While she can passionately list off the many artistic, environmental, and economic assets LA has to offer without pausing to catch a breath, she notes how the city’s cosmopolitan relevance is not limited only to its abundance. “We have every kind of egregious modern issue going on here in LA, also – whether that’s environmental degradation or human trafficking or homelessness or children going to bed hungry and undereducated. We must start here,” she says. As a net exporter of philanthropic capital, Los Angeles is competitive on a global philanthropic scale, but does not often invest in itself. Says Roth, “LA has every problem and every solution exist in the world, so let’s invest in our backyard.”
She believes this process can gain great momentum with the simplest first steps on the part of aware individuals and thoughtful companies. “Something like 80 percent of Angelenos want to do something good and get involved in their community, but over 40 percent don’t know how or where to start,” she explains. “I think about all of the unused corporate spaces that charitable entities could use for a positive impact that won’t take any extra cash flow or assets. From contributing marketing skills or helping a nonprofit understand financial statements, everybody has a little something they can offer that they may not even be aware of.”

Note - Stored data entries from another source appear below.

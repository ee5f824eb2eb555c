//! WOFF 1.0 encoding.
//!
//! See <https://www.w3.org/TR/WOFF/>

use std::io::Write;

use flate2::{write::ZlibEncoder, Compression};

use crate::{
    sfnt::{pad4, Sfnt},
    Error,
};

pub const SIGNATURE: u32 = 0x774F_4646; // 'wOFF'
pub const HEADER_LEN: usize = 44;
pub const DIRECTORY_ENTRY_LEN: usize = 20;

const MAJOR_VERSION: u16 = 1;
const MINOR_VERSION: u16 = 0;

/// Wrap a compiled font in a WOFF container.
///
/// Each table is zlib compressed and stored compressed only if that makes it
/// smaller. No metadata or private data blocks are written.
pub fn encode(font: &[u8]) -> Result<Vec<u8>, Error> {
    let sfnt = Sfnt::parse(font)?;
    let mut tables = Vec::with_capacity(sfnt.tables.len());
    for table in &sfnt.tables {
        let compressed = zlib(table.data)?;
        let data = if compressed.len() < table.data.len() {
            compressed
        } else {
            table.data.to_vec()
        };
        tables.push(data);
    }

    let mut offset = HEADER_LEN + DIRECTORY_ENTRY_LEN * tables.len();
    let mut directory = Vec::with_capacity(DIRECTORY_ENTRY_LEN * tables.len());
    for (entry, data) in sfnt.tables.iter().zip(&tables) {
        directory.extend_from_slice(&entry.tag.to_be_bytes());
        directory.extend_from_slice(&(offset as u32).to_be_bytes());
        directory.extend_from_slice(&(data.len() as u32).to_be_bytes());
        directory.extend_from_slice(&(entry.data.len() as u32).to_be_bytes());
        directory.extend_from_slice(&entry.checksum.to_be_bytes());
        offset += pad4(data.len());
    }
    let total_len = offset;

    let mut out = Vec::with_capacity(total_len);
    out.extend_from_slice(&SIGNATURE.to_be_bytes());
    out.extend_from_slice(&sfnt.flavor.to_be_bytes());
    out.extend_from_slice(&(total_len as u32).to_be_bytes());
    out.extend_from_slice(&(tables.len() as u16).to_be_bytes());
    out.extend_from_slice(&0u16.to_be_bytes());
    out.extend_from_slice(&(sfnt.padded_size() as u32).to_be_bytes());
    out.extend_from_slice(&MAJOR_VERSION.to_be_bytes());
    out.extend_from_slice(&MINOR_VERSION.to_be_bytes());
    // metadata and private blocks: offset and lengths all zero
    out.extend_from_slice(&[0u8; 20]);
    out.extend_from_slice(&directory);
    for data in &tables {
        out.extend_from_slice(data);
        out.resize(pad4(out.len()), 0);
    }
    debug_assert_eq!(out.len(), total_len);
    log::debug!("woff: {} bytes from {}", out.len(), font.len());
    Ok(out)
}

fn zlib(data: &[u8]) -> Result<Vec<u8>, Error> {
    let mut encoder = ZlibEncoder::new(Vec::new(), Compression::best());
    encoder.write_all(data).map_err(Error::Compress)?;
    encoder.finish().map_err(Error::Compress)
}

#[cfg(test)]
pub(crate) mod tests {
    use std::io::Read;

    use super::*;
    use flate2::read::ZlibDecoder;
    use write_fonts::{types::Tag, FontBuilder};

    pub(crate) fn test_font() -> Vec<u8> {
        FontBuilder::new()
            .add_raw(Tag::new(b"zero"), vec![0u8; 4000])
            .add_raw(Tag::new(b"tiny"), vec![1u8, 2, 3])
            .add_raw(Tag::new(b"text"), b"sequence ".repeat(50))
            .build()
    }

    fn be32(data: &[u8], pos: usize) -> u32 {
        u32::from_be_bytes(data[pos..pos + 4].try_into().unwrap())
    }

    fn be16(data: &[u8], pos: usize) -> u16 {
        u16::from_be_bytes(data[pos..pos + 2].try_into().unwrap())
    }

    #[test]
    fn header_matches_font() {
        let font = test_font();
        let woff = encode(&font).unwrap();
        let sfnt = Sfnt::parse(&font).unwrap();
        assert_eq!(be32(&woff, 0), SIGNATURE);
        assert_eq!(be32(&woff, 4), sfnt.flavor);
        assert_eq!(be32(&woff, 8) as usize, woff.len());
        assert_eq!(be16(&woff, 12), 3);
        assert_eq!(be16(&woff, 14), 0);
        assert_eq!(be32(&woff, 16) as usize, font.len());
        assert_eq!(woff.len() % 4, 0);
    }

    #[test]
    fn tables_decode() {
        let font = test_font();
        let woff = encode(&font).unwrap();
        let sfnt = Sfnt::parse(&font).unwrap();
        for (i, table) in sfnt.tables.iter().enumerate() {
            let entry = HEADER_LEN + i * DIRECTORY_ENTRY_LEN;
            assert_eq!(be32(&woff, entry), u32::from_be_bytes(table.tag.to_be_bytes()));
            let offset = be32(&woff, entry + 4) as usize;
            let comp_len = be32(&woff, entry + 8) as usize;
            let orig_len = be32(&woff, entry + 12) as usize;
            assert_eq!(offset % 4, 0);
            assert_eq!(orig_len, table.data.len());
            assert_eq!(be32(&woff, entry + 16), table.checksum);
            let stored = &woff[offset..offset + comp_len];
            let decoded = if comp_len < orig_len {
                let mut out = Vec::new();
                ZlibDecoder::new(stored).read_to_end(&mut out).unwrap();
                out
            } else {
                stored.to_vec()
            };
            assert_eq!(decoded, table.data, "{}", table.tag);
        }
    }

    #[test]
    fn incompressible_tables_are_stored() {
        let font = test_font();
        let woff = encode(&font).unwrap();
        let sfnt = Sfnt::parse(&font).unwrap();
        let tiny = sfnt
            .tables
            .iter()
            .position(|t| t.tag == Tag::new(b"tiny"))
            .unwrap();
        let entry = HEADER_LEN + tiny * DIRECTORY_ENTRY_LEN;
        assert_eq!(be32(&woff, entry + 8), 3);
        let zero = sfnt
            .tables
            .iter()
            .position(|t| t.tag == Tag::new(b"zero"))
            .unwrap();
        let entry = HEADER_LEN + zero * DIRECTORY_ENTRY_LEN;
        assert!(be32(&woff, entry + 8) < 4000);
    }
}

Finding Purpose in Possibility
While Roth’s energy is electric for the social impact sector, her corporate experience made her highly qualified to take on these new roles with a keen eye toward shared opportunity and responsibility across all markets. “Managing a person is managing a person, whether you are trying to make a volume sale one quarter or trying to modify an attitude or behavior to bring social change,” she points out. “We’re at an interesting nexus,” she says. “Whether it’s government or corporate social responsibility, we are questioning of how to look more holistically and comprehensively at the impact of our work. These values are then being embedded into organizational operations and at a policy level.”
When asked, ultimately, what she hopes to accomplish within this sphere and through The Goldhirsh Foundation, she says, “I want to reach those people who are not being paid to think about their impacts as citizens, neighbors, business owners, or a voting populace. If our work encourages them to think about what they can do differently with slight modifications to their behaviors – the ways they run their businesses or raise their children or show up to vote or utilize and protect their resources – I will consider it all a success.”